//! HTTP server layer
//!
//! Axum server with:
//! - CORS (localhost and the site origin by default)
//! - Request tracing
//! - Graceful shutdown
//! - JSON error responses

pub mod error;
pub mod extractors;
pub mod routes;
pub mod server;

pub use error::ApiError;
pub use server::{build_router, run_server, AppState, ServerConfig, ServerError};

#[cfg(test)]
pub(crate) mod test_support {
    use std::sync::Arc;

    use async_trait::async_trait;
    use axum::Router;
    use sqlx::postgres::PgPoolOptions;
    use ventdir_core::{Coordinates, SiteConfig};

    use super::{build_router, AppState, ServerConfig};
    use crate::geocode::Geocoder;

    /// Geocoder returning a fixed answer
    pub struct StubGeocoder(pub Option<Coordinates>);

    #[async_trait]
    impl Geocoder for StubGeocoder {
        async fn coordinates_for_zip(&self, _zip: &str) -> Option<Coordinates> {
            self.0
        }
    }

    /// Router over a pool that never connects; only for paths that stop
    /// before the database.
    pub fn app_with(site: SiteConfig, geocoder: StubGeocoder) -> Router {
        let pool = PgPoolOptions::new()
            .acquire_timeout(std::time::Duration::from_millis(200))
            .connect_lazy("postgres://localhost:1/ventdir_test")
            .expect("lazy pool");
        build_router(
            AppState::new(pool, site, Arc::new(geocoder)),
            &ServerConfig::default(),
        )
    }

    pub fn app() -> Router {
        app_with(SiteConfig::default(), StubGeocoder(None))
    }
}
//! Review submission payload

use serde::{Deserialize, Serialize};

use super::validation::{optional_email, ValidationError};

/// Maximum comment length in characters
pub const MAX_COMMENT_LEN: usize = 2000;

/// Reviews from one IP per location allowed in a rolling 24 hours
pub const MAX_REVIEWS_PER_IP_PER_DAY: i64 = 3;

/// Raw JSON body of `POST /api/locations/{id}/reviews`
#[derive(Debug, Clone, Default, Deserialize)]
pub struct ReviewSubmission {
    pub recommended: Option<bool>,
    pub comment: Option<String>,
    pub email: Option<String>,
    /// Hidden form field; bots fill it in, people don't
    pub honeypot: Option<String>,
}

/// Submission that passed validation
#[derive(Debug, Clone, PartialEq, Eq)]
pub struct ValidReview {
    pub recommended: Option<bool>,
    pub comment: Option<String>,
    pub email: Option<String>,
}

impl ReviewSubmission {
    pub fn validate(self) -> Result<ValidReview, ValidationError> {
        if self.honeypot.as_deref().is_some_and(|h| !h.is_empty()) {
            return Err(ValidationError::Spam);
        }

        let comment = self
            .comment
            .map(|c| c.trim().to_owned())
            .filter(|c| !c.is_empty());
        if let Some(c) = &comment {
            if c.chars().count() > MAX_COMMENT_LEN {
                return Err(ValidationError::TooLong {
                    field: "comment",
                    max: MAX_COMMENT_LEN,
                });
            }
        }

        if self.recommended.is_none() && comment.is_none() {
            return Err(ValidationError::Empty { field: "review" });
        }

        Ok(ValidReview {
            recommended: self.recommended,
            comment,
            email: optional_email(self.email.as_deref())?,
        })
    }
}

/// Output of `location_review_stats`, zeroed when the function returns no row
#[derive(Debug, Clone, Default, PartialEq, Serialize, Deserialize)]
#[serde(default)]
pub struct ReviewStats {
    pub total: i64,
    pub recommended_count: i64,
    pub percent_recommended: f64,
    pub recent_comments: Vec<serde_json::Value>,
}
//! Visitor review repository

use chrono::{DateTime, Utc};
use serde_json::Value;
use sqlx::PgPool;
use uuid::Uuid;

use super::DbError;
use crate::models::ReviewStats;

/// Review ready to insert; always stored as `pending`
#[derive(Debug, Clone)]
pub struct NewReview {
    pub location_id: Uuid,
    pub review_user_id: Option<Uuid>,
    pub recommended: Option<bool>,
    pub comment: Option<String>,
    pub ip_address: String,
    pub user_agent: String,
}

/// Review repository
pub struct ReviewRepo<'a> {
    pool: &'a PgPool,
}

impl<'a> ReviewRepo<'a> {
    pub fn new(pool: &'a PgPool) -> Self {
        Self { pool }
    }

    /// Reviews for a location from an IP since `since`.
    pub async fn count_from_ip_since(
        &self,
        location_id: Uuid,
        ip_address: &str,
        since: DateTime<Utc>,
    ) -> Result<i64, DbError> {
        let (count,): (i64,) = sqlx::query_as(
            r#"
            SELECT COUNT(*)
            FROM location_reviews
            WHERE location_id = $1 AND ip_address = $2 AND created_at >= $3
            "#,
        )
        .bind(location_id)
        .bind(ip_address)
        .bind(since)
        .fetch_one(self.pool)
        .await?;

        Ok(count)
    }

    /// Insert-or-return the reviewer row for an email (idempotent).
    pub async fn upsert_user(&self, email: &str) -> Result<Uuid, DbError> {
        let (id,): (Uuid,) = sqlx::query_as(
            r#"
            INSERT INTO location_review_users (email) VALUES ($1)
            ON CONFLICT (email) DO UPDATE SET email = EXCLUDED.email
            RETURNING id
            "#,
        )
        .bind(email)
        .fetch_one(self.pool)
        .await?;

        Ok(id)
    }

    pub async fn insert(&self, review: &NewReview) -> Result<(), DbError> {
        sqlx::query(
            r#"
            INSERT INTO location_reviews
                (location_id, review_user_id, recommended, comment, ip_address, user_agent, status)
            VALUES ($1, $2, $3, $4, $5, $6, 'pending')
            "#,
        )
        .bind(review.location_id)
        .bind(review.review_user_id)
        .bind(review.recommended)
        .bind(review.comment.as_deref())
        .bind(&review.ip_address)
        .bind(&review.user_agent)
        .execute(self.pool)
        .await?;

        Ok(())
    }

    /// First row of `location_review_stats(loc_id)`, or zeros.
    pub async fn stats(&self, location_id: Uuid) -> Result<ReviewStats, DbError> {
        let row: Option<(Value,)> = sqlx::query_as(
            "SELECT to_jsonb(s) FROM location_review_stats(loc_id => $1) AS s LIMIT 1",
        )
        .bind(location_id)
        .fetch_optional(self.pool)
        .await?;

        Ok(row
            .and_then(|(v,)| match serde_json::from_value(v) {
                Ok(stats) => Some(stats),
                Err(e) => {
                    tracing::warn!(%location_id, error = %e, "unexpected review stats shape");
                    None
                }
            })
            .unwrap_or_default())
    }
}
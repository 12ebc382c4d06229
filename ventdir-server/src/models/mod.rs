//! Request models with validation at construction
//!
//! All user input is validated before it reaches a repository.
//! Invalid input returns ValidationError, not panic.

pub mod claim;
pub mod pagination;
pub mod review;
pub mod validation;

pub use claim::{ClaimRequest, FeedbackRequest, ValidClaim, ValidFeedback};
pub use pagination::{Paginated, Pagination, PaginationParams};
pub use review::{ReviewStats, ReviewSubmission, ValidReview};
pub use validation::ValidationError;
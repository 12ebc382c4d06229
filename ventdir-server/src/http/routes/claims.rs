//! Listing ownership claims

use std::sync::Arc;

use axum::extract::State;
use axum::http::StatusCode;
use axum::{routing::post, Json, Router};

use super::reviews::SubmitResponse;
use crate::db::{ClaimRepo, LocationRepo};
use crate::http::error::ApiError;
use crate::http::extractors::ValidUuid;
use crate::http::server::AppState;
use crate::models::ClaimRequest;

/// POST /api/locations/{id}/claims
///
/// One claim per listing; a second attempt is a 409. A recorded claim
/// marks the listing `claimed_status = 'pending'`.
async fn create_claim(
    ValidUuid(location_id): ValidUuid,
    State(state): State<Arc<AppState>>,
    Json(req): Json<ClaimRequest>,
) -> Result<(StatusCode, Json<SubmitResponse>), ApiError> {
    let claim = req.validate()?;

    ClaimRepo::new(&state.pool).create(location_id, &claim).await?;
    LocationRepo::new(&state.pool)
        .mark_claim_pending(location_id)
        .await?;

    tracing::info!(%location_id, "listing claim recorded");
    Ok((StatusCode::CREATED, Json(SubmitResponse { success: true })))
}

pub fn router() -> Router<Arc<AppState>> {
    Router::new().route("/api/locations/{id}/claims", post(create_claim))
}
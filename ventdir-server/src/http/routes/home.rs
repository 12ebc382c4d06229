//! Home page data: featured listings, popular places, counters

use std::sync::Arc;

use axum::extract::State;
use axum::{routing::get, Json, Router};
use serde::Serialize;
use serde_json::Value;

use crate::db::{ImageRepo, LocationRepo, SiteStats, StatsRepo};
use crate::http::error::ApiError;
use crate::http::server::AppState;
use crate::search::{attach_by_location, attach_images, row_ids};

const FEATURED_LIMIT: i32 = 6;
const POPULAR_LIMIT: i32 = 10;

#[derive(Debug, Serialize)]
pub struct FeaturedResponse {
    pub results: Vec<Value>,
}

#[derive(Debug, Serialize)]
pub struct PopularResponse {
    pub states: Vec<Value>,
    pub cities: Vec<Value>,
}

/// GET /api/featured - featured listings with hours and images embedded
async fn featured(State(state): State<Arc<AppState>>) -> Result<Json<FeaturedResponse>, ApiError> {
    let repo = LocationRepo::new(&state.pool);
    let rows = repo.featured(FEATURED_LIMIT).await?;
    if rows.is_empty() {
        return Ok(Json(FeaturedResponse { results: rows }));
    }

    let ids = row_ids(&rows);
    let image_repo = ImageRepo::new(&state.pool);
    let (hours, images) = tokio::try_join!(repo.hours_for(&ids), image_repo.for_locations(&ids))?;

    let rows = attach_by_location(rows, "location_hours", hours, |h| h.location_id);
    Ok(Json(FeaturedResponse {
        results: attach_images(rows, images),
    }))
}

/// GET /api/popular
async fn popular(State(state): State<Arc<AppState>>) -> Result<Json<PopularResponse>, ApiError> {
    let repo = StatsRepo::new(&state.pool);
    let (states, cities) = tokio::try_join!(
        repo.popular_states(POPULAR_LIMIT),
        repo.popular_cities(POPULAR_LIMIT),
    )?;
    Ok(Json(PopularResponse { states, cities }))
}

/// GET /api/stats
async fn stats(State(state): State<Arc<AppState>>) -> Result<Json<SiteStats>, ApiError> {
    let stats = StatsRepo::new(&state.pool).site_stats().await?;
    Ok(Json(stats))
}

pub fn router() -> Router<Arc<AppState>> {
    Router::new()
        .route("/api/featured", get(featured))
        .route("/api/popular", get(popular))
        .route("/api/stats", get(stats))
}

#[cfg(test)]
mod tests {
    use axum::http::StatusCode;

    use crate::http::routes::testing::{get, send};
    use crate::http::test_support::app;

    #[tokio::test]
    async fn database_errors_are_generic_500s() {
        for uri in ["/api/featured", "/api/popular", "/api/stats"] {
            let (status, _, body) = send(app(), get(uri)).await;
            assert_eq!(status, StatusCode::INTERNAL_SERVER_ERROR, "{uri}");
            assert_eq!(body["message"], "an internal error occurred");
        }
    }
}
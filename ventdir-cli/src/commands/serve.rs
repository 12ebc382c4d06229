//! HTTP server command

use std::net::SocketAddr;
use std::sync::Arc;

use anyhow::{Context, Result};
use clap::Parser;
use ventdir_server::db::create_pool_with_options;
use ventdir_server::{run_server, AppState, ServerConfig, ZippopotamGeocoder};

/// Arguments for the serve command
#[derive(Parser, Debug)]
pub struct ServeArgs {
    /// Address to bind to (overrides `server.bind`)
    #[arg(long, short = 'b')]
    pub bind: Option<SocketAddr>,

    /// Allow permissive CORS (all origins) - use with caution
    #[arg(long)]
    pub cors_permissive: bool,

    /// Database URL (overrides config/environment)
    #[arg(long, env = "DATABASE_URL", hide_env_values = true)]
    pub database_url: Option<String>,

    /// Bearer token for /api/admin routes
    #[arg(long, env = "VENTDIR_ADMIN_TOKEN", hide_env_values = true)]
    pub admin_token: Option<String>,
}

/// Run the HTTP server
pub async fn run_serve(args: ServeArgs) -> Result<()> {
    let mut site = ventdir_etl::load_site_config()?;
    if let Some(url) = args.database_url {
        site.database.url = Some(url);
    }
    if let Some(token) = args.admin_token {
        site.server.admin_token = Some(token);
    }

    let mut config = ServerConfig::from_site(&site)?;
    if let Some(bind) = args.bind {
        config.bind_addr = bind;
    }
    config.cors_permissive |= args.cors_permissive;

    if site.server.admin_token.is_none() {
        tracing::warn!("no admin token configured; /api/admin routes will reject every request");
    }

    let database_url = site.database_url().context(
        "DATABASE_URL not set. Set via --database-url, DATABASE_URL env, or ventdir.toml",
    )?;
    let pool = create_pool_with_options(database_url, site.database.max_connections)
        .await
        .context("Failed to create database pool")?;

    let geocoder = ZippopotamGeocoder::new(&site.geocoder, &site.site.user_agent)
        .context("Failed to build geocoder client")?;

    tracing::info!("Starting ventdir server on {}", config.bind_addr);
    run_server(AppState::new(pool, site, Arc::new(geocoder)), config)
        .await
        .context("Server error")?;

    Ok(())
}
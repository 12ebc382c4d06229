//! SerpAPI Google Maps client

use reqwest::Client;
use serde::Deserialize;
use serde_json::{Map, Value};
use tracing::{debug, warn};
use url::Url;
use ventdir_core::SiteConfig;

pub const SEARCH_URL: &str = "https://serpapi.com/search.json";

/// Results per Google Maps page
pub const PAGE_SIZE: u32 = 20;

/// Metro-area zoom
pub const ZOOM_LEVEL: &str = "11";

const NO_RESULTS: &str = "Google hasn't returned any results for this query";

#[derive(Debug, thiserror::Error)]
pub enum SerpApiError {
    #[error("SerpAPI request failed: {0}")]
    Http(#[from] reqwest::Error),

    #[error("SerpAPI request failed: HTTP {0}")]
    Status(u16),

    #[error("SerpAPI error: {0}")]
    Api(String),

    #[error("invalid photos link: {0}")]
    InvalidLink(#[from] url::ParseError),
}

#[derive(Debug, Clone, Copy, Deserialize)]
pub struct GpsCoordinates {
    pub latitude: f64,
    pub longitude: f64,
}

/// One Google Maps result. `raw` keeps the full object for `serp_payload`.
#[derive(Debug, Clone, Default, Deserialize)]
pub struct LocalResult {
    #[serde(default)]
    pub title: String,
    pub place_id: Option<String>,
    pub provider_id: Option<String>,
    pub address: Option<String>,
    pub phone: Option<String>,
    pub website: Option<String>,
    pub description: Option<String>,
    #[serde(rename = "type")]
    pub business_type: Option<String>,
    pub types: Option<Vec<String>>,
    pub open_state: Option<String>,
    pub rating: Option<f64>,
    pub reviews: Option<u64>,
    pub book_online: Option<String>,
    pub gps_coordinates: Option<GpsCoordinates>,
    pub operating_hours: Option<Map<String, Value>>,
    pub extensions: Option<Value>,
    pub service_options: Option<Value>,
    pub photos_link: Option<String>,
    #[serde(skip)]
    pub raw: Value,
}

impl LocalResult {
    pub fn from_value(value: Value) -> Result<Self, serde_json::Error> {
        let mut result: Self = serde_json::from_value(value.clone())?;
        result.raw = value;
        Ok(result)
    }
}

/// One search page; results stay raw until [`LocalResult::from_value`].
#[derive(Debug, Default, Deserialize)]
pub struct MapsPage {
    #[serde(default)]
    pub local_results: Vec<Value>,
    #[serde(default)]
    pub serpapi_pagination: Option<Value>,
    #[serde(default)]
    pub error: Option<String>,
}

impl MapsPage {
    pub fn has_next(&self) -> bool {
        self.serpapi_pagination
            .as_ref()
            .and_then(|p| p.get("next"))
            .is_some()
    }

    /// A "no results" error is an empty page; any other error fails.
    fn into_checked(mut self, page: u32) -> Result<Self, SerpApiError> {
        match self.error.take() {
            None => Ok(self),
            Some(err) if err.contains(NO_RESULTS) => {
                warn!(page, "SerpAPI returned no results for this page");
                Ok(Self::default())
            }
            Some(err) => Err(SerpApiError::Api(err)),
        }
    }
}

#[derive(Debug, Clone, Deserialize)]
pub struct Photo {
    pub image: Option<String>,
    pub thumbnail: Option<String>,
}

impl Photo {
    /// Full-size image, falling back to the thumbnail.
    pub fn best_url(&self) -> Option<&str> {
        self.image.as_deref().or(self.thumbnail.as_deref())
    }
}

#[derive(Debug, Deserialize)]
struct PhotosResponse {
    #[serde(default)]
    photos: Vec<Photo>,
    #[serde(default)]
    error: Option<String>,
}

/// Query parameters for one Google Maps search page (1-based).
pub fn search_params(query: &str, location: &str, page: u32, api_key: &str) -> Vec<(&'static str, String)> {
    let mut params = vec![
        ("engine", "google_maps".to_string()),
        ("type", "search".to_string()),
        ("q", query.to_string()),
        ("location", location.to_string()),
        ("z", ZOOM_LEVEL.to_string()),
        ("gl", "us".to_string()),
        ("hl", "en".to_string()),
        ("api_key", api_key.to_string()),
    ];
    let start = page.saturating_sub(1) * PAGE_SIZE;
    if start > 0 {
        params.push(("start", start.to_string()));
    }
    params
}

/// `photos_link` from a search result with our key set on it.
pub fn photos_url(link: &str, api_key: &str) -> Result<Url, url::ParseError> {
    let mut url = Url::parse(link)?;
    let kept: Vec<(String, String)> = url
        .query_pairs()
        .filter(|(k, _)| k != "api_key")
        .map(|(k, v)| (k.into_owned(), v.into_owned()))
        .collect();
    url.query_pairs_mut()
        .clear()
        .extend_pairs(kept)
        .append_pair("api_key", api_key);
    Ok(url)
}

pub struct SerpApiClient {
    http: Client,
    api_key: String,
}

impl SerpApiClient {
    pub fn new(api_key: impl Into<String>) -> Result<Self, SerpApiError> {
        Ok(Self {
            http: Client::builder().build()?,
            api_key: api_key.into(),
        })
    }

    pub fn from_config(config: &SiteConfig) -> anyhow::Result<Self> {
        Ok(Self::new(config.serpapi_key()?)?)
    }

    pub async fn maps_page(&self, query: &str, location: &str, page: u32) -> Result<MapsPage, SerpApiError> {
        debug!(page, "fetching SerpAPI page");
        let response = self
            .http
            .get(SEARCH_URL)
            .query(&search_params(query, location, page, &self.api_key))
            .send()
            .await?;
        if !response.status().is_success() {
            return Err(SerpApiError::Status(response.status().as_u16()));
        }
        let body: MapsPage = response.json().await?;
        body.into_checked(page)
    }

    pub async fn photos(&self, photos_link: &str) -> Result<Vec<Photo>, SerpApiError> {
        let url = photos_url(photos_link, &self.api_key)?;
        let response = self.http.get(url).send().await?;
        if !response.status().is_success() {
            return Err(SerpApiError::Status(response.status().as_u16()));
        }
        let body: PhotosResponse = response.json().await?;
        match body.error {
            Some(err) => Err(SerpApiError::Api(err)),
            None => Ok(body.photos),
        }
    }
}

#[cfg(test)]
mod tests {
    use super::*;
    use serde_json::json;

    #[test]
    fn first_page_has_no_start() {
        let params = search_params("dryer vent cleaning", "Indiana, United States", 1, "k");
        assert!(params.iter().all(|(k, _)| *k != "start"));
        assert!(params.contains(&("z", "11".to_string())));
        assert!(params.contains(&("engine", "google_maps".to_string())));
    }

    #[test]
    fn later_pages_offset_by_twenty() {
        let params = search_params("q", "l", 3, "k");
        assert!(params.contains(&("start", "40".to_string())));
    }

    #[test]
    fn no_results_error_is_an_empty_page() {
        let page: MapsPage = serde_json::from_value(json!({
            "error": "Google hasn't returned any results for this query."
        }))
        .unwrap();
        let page = page.into_checked(2).unwrap();
        assert!(page.local_results.is_empty());
        assert!(!page.has_next());

        let failing: MapsPage = serde_json::from_value(json!({"error": "Invalid API key."})).unwrap();
        assert!(matches!(failing.into_checked(1), Err(SerpApiError::Api(_))));
    }

    #[test]
    fn photos_link_gets_api_key() {
        let url = photos_url(
            "https://serpapi.com/search.json?engine=google_maps_photos&data_id=0x1&api_key=old",
            "new",
        )
        .unwrap();
        let pairs: Vec<(String, String)> = url.query_pairs().into_owned().collect();
        assert!(pairs.contains(&("engine".into(), "google_maps_photos".into())));
        assert!(pairs.contains(&("api_key".into(), "new".into())));
        assert_eq!(pairs.iter().filter(|(k, _)| k == "api_key").count(), 1);
    }

    #[test]
    fn local_result_keeps_raw_payload() {
        let raw = json!({
            "title": "Vent Pros",
            "place_id": "ChIJ123",
            "type": "Air duct cleaning service",
            "gps_coordinates": {"latitude": 39.84, "longitude": -86.39},
            "extra": [1, 2]
        });
        let result = LocalResult::from_value(raw.clone()).unwrap();
        assert_eq!(result.title, "Vent Pros");
        assert_eq!(result.business_type.as_deref(), Some("Air duct cleaning service"));
        assert_eq!(result.raw, raw);
    }
}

......

Your goal >>
The answer must be a single number: the count of lines in the entries that include "reqwest".

Written solution >>
2